Verizon joins ad boycott of Facebook over hateful content
Verizon is joining an escalating movement to siphon advertising away from Facebook in an effort to pressure the company into doing more to prevent racist and violent information from being shared on its social networking service.
The decision announced Thursday by one of the world’s biggest telecommunications companies is part of an boycott organized by civil rights and other advocacy groups under the rallying cry of “#StopHateforProfit.” The protest, spurred by last month’s killing of George Floyd by Minneapolis police, is supposed to last through July.
“We have strict content policies in place and have zero tolerance when they are breached, we take action,” New York-based Verizon said in a statement. “We’re pausing our advertising until Facebook can create an acceptable solution that makes us comfortable.”
Verizon noted that it has previously stopped advertising at other popular online destinations, such as Google’s YouTube video service, when it has felt its promotions might appear alongside content inconsistent with the company’s values.
In its own statement, Facebook executive Carolyn Everson said the company respected Verizon’s decision and remains committed to purging hateful content from its services.
“Our conversations with marketers and civil rights organizations are about how, together, we can be a force for good,” said Everson, vice president of Facebook’s global business group.
Other advertisers who have pledged to stay off Facebook and other company services such as Instagram include three major outdoor gear companies, Patagonia, The North Face and REI.
Common Sense, one of the boycott organizers, said other companies who have agree to “pause” their Facebook advertising include retailer Eddie Bauer, web browser maker Mozilla and and a movie studio, Magnolia Pictures.

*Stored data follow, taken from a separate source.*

//! Sinks for encoded events.

use async_trait::async_trait;
use tokio::sync::mpsc;
use tracing::info;

use crate::error::EventError;

/// Destination for batches of encoded events. Owned by the worker.
#[async_trait]
pub trait Writer: Send {
    async fn write(&mut self, batch: Vec<Vec<u8>>) -> Result<(), EventError>;

    async fn close(&mut self) -> Result<(), EventError>;
}

/// Records batch sizes to the log. Used when no sink is configured.
#[derive(Debug, Default)]
pub struct LogWriter {
    written: u64,
}

#[async_trait]
impl Writer for LogWriter {
    async fn write(&mut self, batch: Vec<Vec<u8>>) -> Result<(), EventError> {
        let bytes: usize = batch.iter().map(Vec::len).sum();
        self.written += batch.len() as u64;
        info!(events = batch.len(), bytes, "event batch written");
        Ok(())
    }

    async fn close(&mut self) -> Result<(), EventError> {
        info!(total = self.written, "event log writer closed");
        Ok(())
    }
}

/// Forwards every event to an in-process receiver. Closing the writer
/// closes the channel.
#[derive(Debug)]
pub struct ChannelWriter {
    tx: Option<mpsc::UnboundedSender<Vec<u8>>>,
}

impl ChannelWriter {
    pub fn new() -> (Self, mpsc::UnboundedReceiver<Vec<u8>>) {
        let (tx, rx) = mpsc::unbounded_channel();
        (Self { tx: Some(tx) }, rx)
    }
}

#[async_trait]
impl Writer for ChannelWriter {
    async fn write(&mut self, batch: Vec<Vec<u8>>) -> Result<(), EventError> {
        let tx = self.tx.as_ref().ok_or(EventError::Closed)?;
        for event in batch {
            tx.send(event)
                .map_err(|_| EventError::Write("receiver dropped".into()))?;
        }
        Ok(())
    }

    async fn close(&mut self) -> Result<(), EventError> {
        self.tx = None;
        Ok(())
    }
}

#[cfg(test)]
mod tests {
    use super::*;

    #[tokio::test]
    async fn channel_writer_forwards_then_closes() {
        let (mut writer, mut rx) = ChannelWriter::new();
        writer.write(vec![vec![1], vec![2]]).await.unwrap();
        writer.close().await.unwrap();

        assert_eq!(rx.recv().await, Some(vec![1]));
        assert_eq!(rx.recv().await, Some(vec![2]));
        assert_eq!(rx.recv().await, None);
        assert!(matches!(
            writer.write(vec![vec![3]]).await,
            Err(EventError::Closed)
        ));
    }
}
use std::sync::Arc;

use async_trait::async_trait;
use optimus_core::error::OptimusResult;
use optimus_core::models::resource::Resource;
use serde_json::{Value, json};

use super::table::schema_fields;
use super::{Api, description, exists_at, table_path, table_reference};
use crate::bigquery::handle::ResourceHandle;
use crate::bigquery::naming::TableName;
use crate::bigquery::spec::{self, ExternalSource, ExternalTable, SOURCE_GOOGLE_SHEETS};

pub(crate) struct RestExternalTable {
    api: Arc<Api>,
    name: TableName,
}

fn source_configuration(source: &ExternalSource, autodetect: bool) -> Value {
    let mut config = json!({
        "sourceUris": source.source_uris,
        "autodetect": autodetect,
    });

    let mut options = json!({});
    if let Some(rows) = source.config.skip_leading_rows {
        options["skipLeadingRows"] = json!(rows.to_string());
    }
    if source.kind() == SOURCE_GOOGLE_SHEETS {
        config["sourceFormat"] = json!("GOOGLE_SHEETS");
        if let Some(range) = &source.config.range {
            options["range"] = json!(range);
        }
        config["googleSheetsOptions"] = options;
    } else {
        config["sourceFormat"] = json!("CSV");
        config["csvOptions"] = options;
    }
    config
}

impl RestExternalTable {
    pub(crate) fn new(api: Arc<Api>, name: TableName) -> Self {
        Self { api, name }
    }

    fn body(&self, res: &Resource) -> OptimusResult<Value> {
        let table: ExternalTable = spec::decode(res.full_name(), res.spec())?;
        let autodetect = table.schema.is_empty();

        let mut body = json!({
            "tableReference": table_reference(&self.name),
            "description": description(&table.description, &res.metadata().description),
            "labels": res.metadata().labels,
        });
        if let Some(source) = &table.source {
            body["externalDataConfiguration"] = source_configuration(source, autodetect);
        }
        if !autodetect {
            body["schema"] = json!({ "fields": schema_fields(&table.schema) });
        }
        Ok(body)
    }
}

#[async_trait]
impl ResourceHandle for RestExternalTable {
    async fn create(&self, res: &Resource) -> OptimusResult<()> {
        let body = self.body(res)?;
        let path = format!(
            "projects/{}/datasets/{}/tables",
            self.name.dataset.project, self.name.dataset.name
        );
        self.api.post(&path, &body).await?;
        Ok(())
    }

    async fn update(&self, res: &Resource) -> OptimusResult<()> {
        let body = self.body(res)?;
        self.api.patch(&table_path(&self.name), &body).await?;
        Ok(())
    }

    async fn exists(&self) -> bool {
        exists_at(&self.api, &table_path(&self.name)).await
    }
}
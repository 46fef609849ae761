//! Dispatch from resources to the data store that owns them, with status
//! write-back after every backend call.

use std::collections::HashMap;
use std::sync::Arc;

use optimus_core::error::{MultiError, OptimusError, OptimusResult};
use optimus_core::models::backup::{Backup, BackupResult};
use optimus_core::models::resource::{ENTITY_RESOURCE, Resource, Store};
use optimus_core::repository::ResourceRepository;
use optimus_store::DataStore;
use tracing::{debug, warn};

pub struct ResourceManager<R: ResourceRepository> {
    repo: Arc<R>,
    stores: HashMap<Store, Arc<dyn DataStore>>,
}

impl<R: ResourceRepository> ResourceManager<R> {
    pub fn new(repo: Arc<R>) -> Self {
        Self {
            repo,
            stores: HashMap::new(),
        }
    }

    pub fn register_store(&mut self, store: Store, data_store: Arc<dyn DataStore>) {
        self.stores.insert(store, data_store);
    }

    fn data_store(&self, store: Store) -> OptimusResult<&Arc<dyn DataStore>> {
        self.stores.get(&store).ok_or_else(|| {
            OptimusError::invalid_argument(
                ENTITY_RESOURCE,
                format!("data store service not found for {store}"),
            )
        })
    }

    pub fn validate(&self, res: &Resource) -> OptimusResult<()> {
        self.data_store(res.store())?.validate(res)
    }

    pub fn get_urn(&self, res: &Resource) -> OptimusResult<String> {
        self.data_store(res.store())?.get_urn(res)
    }

    /// Creates `res` in its store. A resource that is already there
    /// counts as created.
    pub async fn create_resource(&self, res: &mut Resource) -> OptimusResult<()> {
        let store = self.data_store(res.store())?;

        let mut me = MultiError::new("error while creating resource");
        match store.create(res).await {
            Ok(()) => {
                me.append_result(res.mark_success());
            }
            Err(err) if err.is_already_exists() => {
                debug!(resource = %res.full_name(), "resource already present in store");
                me.append_result(res.mark_success());
            }
            Err(err) => {
                warn!(resource = %res.full_name(), error = %err, "create failed");
                me.append_result(res.mark_failure());
                me.append(err);
            }
        }

        me.append_result(self.repo.update_status(std::slice::from_ref(res)).await);
        me.into_result()
    }

    pub async fn update_resource(&self, res: &mut Resource) -> OptimusResult<()> {
        let store = self.data_store(res.store())?;

        let mut me = MultiError::new("error while updating resource");
        match store.update(res).await {
            Ok(()) => {
                me.append_result(res.mark_success());
            }
            Err(err) => {
                warn!(resource = %res.full_name(), error = %err, "update failed");
                me.append_result(res.mark_failure());
                me.append(err);
            }
        }

        me.append_result(self.repo.update_status(std::slice::from_ref(res)).await);
        me.into_result()
    }

    /// Reconciles `resources` through the store batch path, then persists
    /// the status of every one of them.
    pub async fn deploy(&self, store: Store, resources: &mut [Resource]) -> OptimusResult<()> {
        let data_store = self.data_store(store)?;

        let mut me = MultiError::new("error while deploying resources");
        me.append_result(data_store.batch_update(resources).await);
        me.append_result(self.repo.update_status(resources).await);
        me.into_result()
    }

    pub fn backup_plan(&self, backup: &Backup, resources: &[Resource]) -> OptimusResult<BackupResult> {
        Ok(self.data_store(backup.store())?.backup_plan(backup, resources))
    }

    pub async fn backup(&self, backup: &Backup, resources: &[Resource]) -> OptimusResult<BackupResult> {
        self.data_store(backup.store())?
            .backup(backup, resources)
            .await
    }
}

The boycott, in theory, could pinch Facebook’s profits since the company makes most of its money from ads targeted at the interests that more than 2 billion people share on its various services. Investors, so far, don’t appear worried about that, though.
Shares in the company based in Menlo Park, California, hit an all-time high $245.19 earlier this week and haven’t fallen dramatically. The stock closed Thursday at $235.68.